The observed resistance specificity of Ty-1/Ty-3 against TYLCV does seem to contradict the idea that its transcriptional up regulation provides (elevated) resistance levels against other geminiviruses unless people have somehow overlooked a partial resistance to other, distinct geminiviruses. Furthermore, it is possible that the RDRγ (3, 4 and 5) class of genes may be involved in the generation of siRNAs that will mainly direct methylation of DNA and thereby support transcriptional silencing of geminivirus DNA genomes. If this hypothesis is true, this could explain why these genes will not confer (partial) resistance to most other plant viruses, of which ∼75% harbours an RNA genome and thus cannot be transcriptionally silenced by the siRNA-directed DNA methylation pathway.

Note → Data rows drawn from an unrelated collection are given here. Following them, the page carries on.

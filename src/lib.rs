//! DEX Wash Trade Detector Library
//!
//! Finds recurring cyclic-trading clusters per token in a decentralized
//! exchange trade ledger and labels the trades among them that settle back
//! to zero as wash trades.

pub mod cli;
pub mod cluster;
pub mod config;
pub mod error;
pub mod labeling;
pub mod ledger;
pub mod output;
pub mod pipeline;

// Re-export commonly used types
pub use config::Config;
pub use error::{Error, Result};
pub use pipeline::{Pipeline, PipelineReport};
//! Multi-pass wash trade labeling
//!
//! Each window size is one pass. Within a pass every relevant cluster selects
//! its open trades (both parties in the cluster, not yet confirmed wash),
//! marks them checked, splits them into (token, time bucket) DetailGroups and
//! settles each group. Passes and clusters run strictly in the given order
//! because later selections depend on labels written by earlier ones.

use std::collections::{BTreeMap, HashSet};
use tracing::{debug, info};

use super::settlement::{GroupTrade, WashTradeLabeler};
use super::window::{BucketGrid, TimeBucket};
use crate::cluster::{ClusterCatalog, ClusterId};
use crate::error::Result;
use crate::ledger::{AmountSide, Trade, TraderId, WashLabel};

/// Identity of one DetailGroup
#[derive(Debug, Clone, PartialEq, Eq, Hash, PartialOrd, Ord)]
pub struct DetailGroupKey {
    pub cluster: ClusterId,
    pub window_secs: u64,
    pub token: String,
    pub bucket: TimeBucket,
}

/// One labeled partition, as the labeler left it
#[derive(Debug, Clone)]
pub struct DetailGroup {
    pub key: DetailGroupKey,
    pub trades: Vec<GroupTrade>,
    /// Length of the settled prefix, if the group settled
    pub settled: Option<usize>,
}

/// Per-pass counters
#[derive(Debug, Clone, Default, PartialEq, Eq)]
pub struct PassStats {
    pub window_secs: u64,
    pub clusters_with_trades: usize,
    pub trades_checked: usize,
    pub groups: usize,
    pub wash_trades: usize,
}

/// Everything produced by the labeling passes
#[derive(Debug, Clone, Default)]
pub struct LabelingOutcome {
    pub groups: Vec<DetailGroup>,
    pub passes: Vec<PassStats>,
}

impl LabelingOutcome {
    pub fn wash_trades(&self) -> usize {
        self.passes.iter().map(|p| p.wash_trades).sum()
    }
}

/// Drives the labeler across window sizes and relevant clusters
pub struct MultiPassOrchestrator<'a> {
    catalog: &'a ClusterCatalog,
    labeler: WashTradeLabeler,
    side: AmountSide,
    window_start: Option<i64>,
}

impl<'a> MultiPassOrchestrator<'a> {
    pub fn new(catalog: &'a ClusterCatalog, labeler: WashTradeLabeler, side: AmountSide) -> Self {
        Self {
            catalog,
            labeler,
            side,
            window_start: None,
        }
    }

    /// Anchor buckets at `start` instead of the earliest day start in the data
    pub fn with_window_start(mut self, start: Option<i64>) -> Self {
        self.window_start = start;
        self
    }

    /// Run every pass over the trade table, updating labels in place
    pub fn run(
        &self,
        trades: &mut [Trade],
        relevant: &[ClusterId],
        window_sizes: &[u64],
    ) -> Result<LabelingOutcome> {
        info!("Starting wash trade labeling with {} passes", window_sizes.len());

        let mut outcome = LabelingOutcome::default();
        let (Some(first_day), Some(last_ts)) = (
            trades.iter().map(|t| t.record.day_start).min(),
            trades.iter().map(|t| t.timestamp()).max(),
        ) else {
            return Ok(outcome);
        };
        let start = self.window_start.unwrap_or(first_day);

        for &window_secs in window_sizes {
            let grid = BucketGrid::new(start, last_ts, window_secs);
            info!(
                "Processing {} clusters for window size {} ({} buckets)",
                relevant.len(),
                window_secs,
                grid.breaks() + 1
            );

            let mut stats = PassStats {
                window_secs,
                ..Default::default()
            };

            for cluster in relevant {
                let groups = self.label_cluster(trades, cluster, window_secs, &grid)?;
                if groups.is_empty() {
                    continue;
                }

                stats.clusters_with_trades += 1;
                stats.groups += groups.len();
                for group in &groups {
                    stats.trades_checked += group.trades.len();
                    stats.wash_trades += group.settled.unwrap_or(0);
                }
                outcome.groups.extend(groups);
            }

            info!(
                window_secs,
                trades_checked = stats.trades_checked,
                groups = stats.groups,
                wash_trades = stats.wash_trades,
                "Pass complete"
            );
            outcome.passes.push(stats);
        }

        Ok(outcome)
    }

    /// Select, mark, partition and settle one cluster's trades for one pass
    fn label_cluster(
        &self,
        trades: &mut [Trade],
        cluster: &ClusterId,
        window_secs: u64,
        grid: &BucketGrid,
    ) -> Result<Vec<DetailGroup>> {
        let members: HashSet<TraderId> = self.catalog.members(cluster)?.iter().copied().collect();

        let mut selected: Vec<GroupTrade> = trades
            .iter()
            .enumerate()
            .filter(|(_, trade)| trade.label.is_open() && trade.within(&members))
            .map(|(row, trade)| self.group_trade(row, trade))
            .collect();
        if selected.is_empty() {
            return Ok(Vec::new());
        }

        // Checked in this pass, whatever the labeler decides
        for trade in &selected {
            trades[trade.row].label.mark_checked();
        }

        selected.sort_by_key(|t| t.timestamp);

        let mut partitions: BTreeMap<(String, TimeBucket), Vec<GroupTrade>> = BTreeMap::new();
        for trade in selected {
            partitions
                .entry((trade.token.clone(), grid.bucket_of(trade.timestamp)))
                .or_default()
                .push(trade);
        }

        let mut groups = Vec::with_capacity(partitions.len());
        let mut wash_rows = Vec::new();
        for ((token, bucket), mut group_trades) in partitions {
            let settled = self.labeler.label(&mut group_trades);
            wash_rows.extend(
                group_trades
                    .iter()
                    .filter(|t| t.label.is_wash())
                    .map(|t| t.row),
            );

            groups.push(DetailGroup {
                key: DetailGroupKey {
                    cluster: cluster.clone(),
                    window_secs,
                    token,
                    bucket,
                },
                trades: group_trades,
                settled,
            });
        }

        // Confirmed wash overrides the checked mark
        for &row in &wash_rows {
            trades[row].label = WashLabel::Wash;
        }

        debug!(
            cluster = %cluster.short(),
            window_secs,
            groups = groups.len(),
            wash_trades = wash_rows.len(),
            "Cluster labeled"
        );

        Ok(groups)
    }

    fn group_trade(&self, row: usize, trade: &Trade) -> GroupTrade {
        let (buyer, seller, amount) = trade.leg(self.side);
        GroupTrade {
            row,
            tx_hash: trade.tx_hash().to_string(),
            token: trade.token().to_string(),
            timestamp: trade.timestamp(),
            buyer,
            seller,
            amount,
            amount_dollar: trade.amount_dollar(),
            label: trade.label,
        }
    }
}
//! Configuration loading and validation

use anyhow::{Context, Result};
use serde::Deserialize;
use std::path::{Path, PathBuf};

use crate::ledger::AmountSide;

/// Main configuration structure
#[derive(Debug, Clone, Deserialize)]
pub struct Config {
    #[serde(default)]
    pub input: InputConfig,
    #[serde(default)]
    pub output: OutputConfig,
    #[serde(default)]
    pub detection: DetectionConfig,
    #[serde(default)]
    pub labeling: LabelingConfig,
}

#[derive(Debug, Clone, Deserialize)]
pub struct InputConfig {
    /// Preprocessed trade table (CSV)
    #[serde(default = "default_trades_path")]
    pub trades_path: PathBuf,
}

#[derive(Debug, Clone, Deserialize)]
pub struct OutputConfig {
    /// Folder receiving every output table
    #[serde(default = "default_output_dir")]
    pub dir: PathBuf,
}

#[derive(Debug, Clone, Deserialize)]
pub struct DetectionConfig {
    /// Minimum recurrence count for a cluster to be labeled.
    /// Compared as a raw count, not a rank.
    #[serde(default = "default_min_occurrence", alias = "scc_threshold_rank")]
    pub min_occurrence: u64,
    /// Cap on peeling layers per token (unbounded when unset)
    #[serde(default)]
    pub max_peel_iterations: Option<usize>,
    /// Tokens decomposed concurrently
    #[serde(default = "default_parallelism")]
    pub parallelism: usize,
}

#[derive(Debug, Clone, Deserialize)]
pub struct LabelingConfig {
    /// Maximum normalized net balance for a settled group
    #[serde(default = "default_margin")]
    pub margin: f64,
    /// Window sizes in seconds, one labeling pass each, in order
    #[serde(default = "default_window_sizes")]
    pub window_sizes_secs: Vec<u64>,
    /// Trade leg feeding the balance heuristic
    #[serde(default)]
    pub amount_side: AmountSide,
    /// Bucket anchor override (unix seconds)
    #[serde(default)]
    pub window_start: Option<i64>,
}

fn default_trades_path() -> PathBuf {
    PathBuf::from("data/IDEXTrades-preprocessed.csv")
}

fn default_output_dir() -> PathBuf {
    PathBuf::from("output_IDEX")
}

fn default_min_occurrence() -> u64 {
    100
}

fn default_parallelism() -> usize {
    4
}

fn default_margin() -> f64 {
    0.1
}

fn default_window_sizes() -> Vec<u64> {
    vec![60 * 60 * 24 * 7]
}

impl Default for InputConfig {
    fn default() -> Self {
        Self {
            trades_path: default_trades_path(),
        }
    }
}

impl Default for OutputConfig {
    fn default() -> Self {
        Self {
            dir: default_output_dir(),
        }
    }
}

impl Default for DetectionConfig {
    fn default() -> Self {
        Self {
            min_occurrence: default_min_occurrence(),
            max_peel_iterations: None,
            parallelism: default_parallelism(),
        }
    }
}

impl Default for LabelingConfig {
    fn default() -> Self {
        Self {
            margin: default_margin(),
            window_sizes_secs: default_window_sizes(),
            amount_side: AmountSide::default(),
            window_start: None,
        }
    }
}

impl Default for Config {
    fn default() -> Self {
        Self {
            input: InputConfig::default(),
            output: OutputConfig::default(),
            detection: DetectionConfig::default(),
            labeling: LabelingConfig::default(),
        }
    }
}

impl Config {
    /// Load configuration from file and environment variables
    pub fn load<P: AsRef<Path>>(path: P) -> Result<Self> {
        Self::load_with_env(path.as_ref(), None)
    }

    /// Load with an explicit environment instead of the process one
    fn load_with_env(path: &Path, env: Option<config::Map<String, String>>) -> Result<Self> {
        let settings = config::Config::builder()
            // Load from file if exists
            .add_source(config::File::from(path).required(false))
            // Override with environment variables (WASH_LABELING__MARGIN)
            .add_source(
                config::Environment::with_prefix("WASH")
                    .prefix_separator("_")
                    .separator("__")
                    .list_separator(",")
                    .with_list_parse_key("labeling.window_sizes_secs")
                    .try_parsing(true)
                    .source(env),
            )
            .build()
            .context("Failed to build configuration")?;

        let config: Config = settings
            .try_deserialize()
            .context("Failed to deserialize configuration")?;

        config.validate()?;

        Ok(config)
    }

    /// Validate configuration values
    pub fn validate(&self) -> Result<()> {
        if !self.labeling.margin.is_finite() || self.labeling.margin < 0.0 {
            anyhow::bail!(
                "margin must be a finite non-negative number, got {}",
                self.labeling.margin
            );
        }

        if self.labeling.window_sizes_secs.is_empty() {
            anyhow::bail!("at least one window size is required");
        }

        if let Some(zero) = self.labeling.window_sizes_secs.iter().position(|&w| w == 0) {
            anyhow::bail!("window size #{} must be positive", zero + 1);
        }

        if self.detection.parallelism == 0 {
            anyhow::bail!("parallelism must be at least 1");
        }

        if self.detection.max_peel_iterations == Some(0) {
            anyhow::bail!("max_peel_iterations must be at least 1 when set");
        }

        if self.detection.min_occurrence == 0 {
            tracing::warn!("min_occurrence is 0 - every detected cluster will be labeled");
        }

        Ok(())
    }

    /// Configuration rendered for display
    pub fn display(&self) -> String {
        format!(
            r#"Configuration:
  Input:
    trades: {}
  Output:
    dir: {}
  Detection:
    min_occurrence: {}
    max_peel_iterations: {}
    parallelism: {}
  Labeling:
    margin: {}
    window_sizes: {:?} s
    amount_side: {}
    window_start: {}
"#,
            self.input.trades_path.display(),
            self.output.dir.display(),
            self.detection.min_occurrence,
            self.detection
                .max_peel_iterations
                .map(|n| n.to_string())
                .unwrap_or_else(|| "(unbounded)".to_string()),
            self.detection.parallelism,
            self.labeling.margin,
            self.labeling.window_sizes_secs,
            self.labeling.amount_side,
            self.labeling
                .window_start
                .map(|s| s.to_string())
                .unwrap_or_else(|| "(earliest day in data)".to_string()),
        )
    }
}

#[cfg(test)]
mod tests {
    use super::*;

    #[test]
    fn test_default_config() {
        let config = Config::default();
        assert_eq!(config.detection.min_occurrence, 100);
        assert_eq!(config.labeling.margin, 0.1);
        assert_eq!(config.labeling.window_sizes_secs, vec![604_800]);
        assert_eq!(config.labeling.amount_side, AmountSide::Token);
        assert!(config.validate().is_ok());
    }

    #[test]
    fn test_load_from_file() {
        let dir = tempfile::tempdir().unwrap();
        let path = dir.path().join("washscan.toml");
        std::fs::write(
            &path,
            r#"
[detection]
scc_threshold_rank = 7

[labeling]
margin = 0.25
window_sizes_secs = [3600, 86400]
amount_side = "ether"
"#,
        )
        .unwrap();

        let config = Config::load(&path).unwrap();
        assert_eq!(config.detection.min_occurrence, 7);
        assert_eq!(config.labeling.margin, 0.25);
        assert_eq!(config.labeling.window_sizes_secs, vec![3600, 86400]);
        assert_eq!(config.labeling.amount_side, AmountSide::Ether);
        assert_eq!(config.output.dir, PathBuf::from("output_IDEX"));
    }

    #[test]
    fn test_environment_overrides_file() {
        let dir = tempfile::tempdir().unwrap();
        let path = dir.path().join("washscan.toml");
        std::fs::write(&path, "[labeling]\nmargin = 0.25\n").unwrap();

        let env: config::Map<String, String> = [
            ("WASH_LABELING__MARGIN", "0.2"),
            ("WASH_LABELING__WINDOW_SIZES_SECS", "3600,86400"),
            ("WASH_DETECTION__MIN_OCCURRENCE", "5"),
            ("WASH_OUTPUT__DIR", "out"),
            ("OTHER_LABELING__MARGIN", "0.9"),
        ]
        .into_iter()
        .map(|(k, v)| (k.to_string(), v.to_string()))
        .collect();

        let config = Config::load_with_env(&path, Some(env)).unwrap();
        assert_eq!(config.labeling.margin, 0.2);
        assert_eq!(config.labeling.window_sizes_secs, vec![3600, 86400]);
        assert_eq!(config.detection.min_occurrence, 5);
        assert_eq!(config.output.dir, PathBuf::from("out"));
    }

    #[test]
    fn test_validation_rejects_bad_values() {
        let mut config = Config::default();
        config.labeling.margin = -0.1;
        assert!(config.validate().is_err());

        let mut config = Config::default();
        config.labeling.window_sizes_secs = vec![];
        assert!(config.validate().is_err());

        let mut config = Config::default();
        config.labeling.window_sizes_secs = vec![3600, 0];
        assert!(config.validate().is_err());

        let mut config = Config::default();
        config.detection.max_peel_iterations = Some(0);
        assert!(config.validate().is_err());
    }

    #[test]
    fn test_display_mentions_windows() {
        let display = Config::default().display();
        assert!(display.contains("604800"));
        assert!(display.contains("token"));
    }
}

The possibility of an alternate route for dsRNA formation during geminivirus infections, besides the one involving RDR1/2/6, is being supported by the observations that mutants lacking RDR1, RDR2 and RDR6 still revealed basal levels of RNA silencing and siRNA biogenesis, and plants infected with TYLCV only showed a moderate increase in susceptibility to geminiviruses in plants deficient in RDR2 and 6 [11], [47]. Whether the Ty-1/Ty-3 encoded RDR represents a player in this, and how the resistance mechanism acts, will be a challenge to investigate in the near future.
Materials and Methods
Plant material
For fine-mapping Ty-1 from S. chilense accession LA1969, a TYLCV-resistant commercial hybrid Tygress with an introgression between markers Mi23 and P6-25, reflecting the same interval as described by Verlaan et al. (2011), was used. This Ty-1 introgression was done by Jaap Hoogstraten of the Royal Sluis Seed Company, and it is different from the LA1969 Ty-1 introgression that was done in Israel [19]. This hybrid was self-pollinated to produce F2 progeny. Through two cycles of selection for recombination in this F2 population, two recombinants were identified and used to generate RILs by selfing and selection with marker genotyping for homozygous introgressions. The first recombination event resulted in a resistant RIL containing a S. chilense introgression flanked by markers Mi23 and HBa0045I03 and was used as a control (named as Ty-1 RIL, Figure 1) in all Ty-1 experiments. Another recombination event resulted in a resistant RIL containing a S. chilense introgression between markers T0774 and HBa0045I03. The susceptible Fla. 7776 was crossed to this inbred and an F2 population was generated. Approximately 2000 F2 plants were screened for recombination between the markers T0774 and SL_2.40ch06_30.891 and 13 recombinants were identified. These recombinants were selfed to develop F4 RILs as described before. RILs were evaluated, along with the controls Fla. 7776, Tygress and the Ty-1 RIL in fall 2011. Four week-old seedlings were inoculated with TYLCV for 11 days then transplanted to the field on 4 October in a non-randomized trial with two replications of 4-plant plots. TYLCV disease severity was evaluated on each plant 6 weeks after exposure to whiteflies. For the three most informative recombinants (R7, R8 and R11) results were confirmed in the greenhouse using agroinoculation as described below.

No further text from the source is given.